TASK TO COMPLETE: Every line of the data below must be given again exactly.

----- DATA SUPPLIED -----

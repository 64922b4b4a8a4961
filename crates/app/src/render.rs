use std::fmt::Write as _;

use study_core::model::{Course, Material};
use study_core::quiz::{QuizSession, TimerState, choice_label, wrong_only, wrong_or_unanswered};

/// Full text view of a session: status lines, then every question.
pub fn session(session: &QuizSession) -> String {
    let mut out = String::new();
    let locked = session.is_locked();
    let reveal = session.reveal_answers();
    let score = session.score();

    if locked {
        let _ = writeln!(out, "Final Score: {}/{}", score.correct, score.total);
    }
    if session.mode().is_exam() {
        match session.timer_state() {
            TimerState::Running => {
                let _ = writeln!(out, "⏳ Time Left: {}", session.remaining_display());
            }
            TimerState::Expired | TimerState::StoppedBySubmit => {
                let _ = writeln!(out, "✅ Exam Submitted");
            }
            TimerState::Idle => {}
        }
    }
    if locked && score.is_perfect() {
        let _ = writeln!(out, "✅ Perfect score. You're locked in.");
    }

    for (idx, question) in session.questions().iter().enumerate() {
        let selected = session.answer(question.id);
        let _ = writeln!(out);
        let _ = writeln!(out, "Topic: {}", question.topic.label());
        let _ = writeln!(out, "{}. {}", idx + 1, question.prompt);
        for (i, choice) in question.choices.iter().enumerate() {
            let picked = selected == Some(i);
            let marker = if picked && !reveal { ">" } else { " " };
            let mut line = format!("  {marker} {}. {choice}", choice_label(i));
            if reveal && question.is_correct(i) {
                line.push_str("   ✔ Correct");
            } else if reveal && picked {
                line.push_str("   ❌ Your answer");
            }
            let _ = writeln!(out, "{line}");
        }
        if reveal {
            let _ = writeln!(
                out,
                "  Correct Answer: {}",
                choice_label(question.correct_index)
            );
        }
    }

    out
}

/// One-line summary of what can be done next.
pub fn actions(session: &QuizSession) -> String {
    if !session.is_locked() {
        return format!(
            "Answered {}/{}. Type `<n> <letter>` to answer, `submit` when done.",
            session.answers().len(),
            session.len()
        );
    }
    format!(
        "`retry` ({} wrong), `retry all` ({} wrong + unanswered), `reveal`, `reset`, `new`, `exam`, `quit`",
        wrong_only(session).len(),
        wrong_or_unanswered(session).len()
    )
}

pub fn course_line(course: &Course, days_left: Option<i64>) -> String {
    let mut line = format!("#{} {}", course.id(), course.name());
    if let Some(date) = course.exam_date() {
        let _ = write!(line, " | exam {date}");
        match days_left {
            Some(days) if days > 0 => {
                let _ = write!(line, " (in {days} days)");
            }
            Some(0) => line.push_str(" (today)"),
            Some(_) => line.push_str(" (passed)"),
            None => {}
        }
    }
    line
}

/// Title, timestamp and the first line of the body, shortened.
pub fn material_line(material: &Material) -> String {
    const PREVIEW_CHARS: usize = 60;
    let first_line = material.raw_text.lines().next().unwrap_or_default();
    let mut preview: String = first_line.chars().take(PREVIEW_CHARS).collect();
    if first_line.chars().count() > PREVIEW_CHARS || material.raw_text.lines().nth(1).is_some() {
        preview.push('…');
    }
    format!(
        "#{} {} ({}) {preview}",
        material.id,
        material.display_title(),
        material.created_at.format("%Y-%m-%d %H:%M")
    )
}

-----

EXERCISE ANSWER:
repository 64922b4b4a8a4961
filename crates/app/src/render.rs
use std::fmt::Write as _;

use study_core::model::{Course, Material};
use study_core::quiz::{QuizSession, TimerState, choice_label, wrong_only, wrong_or_unanswered};

/// Full text view of a session: status lines, then every question.
pub fn session(session: &QuizSession) -> String {
    let mut out = String::new();
    let locked = session.is_locked();
    let reveal = session.reveal_answers();
    let score = session.score();

    if locked {
        let _ = writeln!(out, "Final Score: {}/{}", score.correct, score.total);
    }
    if session.mode().is_exam() {
        match session.timer_state() {
            TimerState::Running => {
                let _ = writeln!(out, "⏳ Time Left: {}", session.remaining_display());
            }
            TimerState::Expired | TimerState::StoppedBySubmit => {
                let _ = writeln!(out, "✅ Exam Submitted");
            }
            TimerState::Idle => {}
        }
    }
    if locked && score.is_perfect() {
        let _ = writeln!(out, "✅ Perfect score. You're locked in.");
    }

    for (idx, question) in session.questions().iter().enumerate() {
        let selected = session.answer(question.id);
        let _ = writeln!(out);
        let _ = writeln!(out, "Topic: {}", question.topic.label());
        let _ = writeln!(out, "{}. {}", idx + 1, question.prompt);
        for (i, choice) in question.choices.iter().enumerate() {
            let picked = selected == Some(i);
            let marker = if picked && !reveal { ">" } else { " " };
            let mut line = format!("  {marker} {}. {choice}", choice_label(i));
            if reveal && question.is_correct(i) {
                line.push_str("   ✔ Correct");
            } else if reveal && picked {
                line.push_str("   ❌ Your answer");
            }
            let _ = writeln!(out, "{line}");
        }
        if reveal {
            let _ = writeln!(
                out,
                "  Correct Answer: {}",
                choice_label(question.correct_index)
            );
        }
    }

    out
}

/// One-line summary of what can be done next.
pub fn actions(session: &QuizSession) -> String {
    if !session.is_locked() {
        return format!(
            "Answered {}/{}. Type `<n> <letter>` to answer, `submit` when done.",
            session.answers().len(),
            session.len()
        );
    }
    format!(
        "`retry` ({} wrong), `retry all` ({} wrong + unanswered), `reveal`, `reset`, `new`, `exam`, `quit`",
        wrong_only(session).len(),
        wrong_or_unanswered(session).len()
    )
}

pub fn course_line(course: &Course, days_left: Option<i64>) -> String {
    let mut line = format!("#{} {}", course.id(), course.name());
    if let Some(date) = course.exam_date() {
        let _ = write!(line, " | exam {date}");
        match days_left {
            Some(days) if days > 0 => {
                let _ = write!(line, " (in {days} days)");
            }
            Some(0) => line.push_str(" (today)"),
            Some(_) => line.push_str(" (passed)"),
            None => {}
        }
    }
    line
}

/// Title, timestamp and the first line of the body, shortened.
pub fn material_line(material: &Material) -> String {
    const PREVIEW_CHARS: usize = 60;
    let first_line = material.raw_text.lines().next().unwrap_or_default();
    let mut preview: String = first_line.chars().take(PREVIEW_CHARS).collect();
    if first_line.chars().count() > PREVIEW_CHARS || material.raw_text.lines().nth(1).is_some() {
        preview.push('…');
    }
    format!(
        "#{} {} ({}) {preview}",
        material.id,
        material.display_title(),
        material.created_at.format("%Y-%m-%d %H:%M")
    )
}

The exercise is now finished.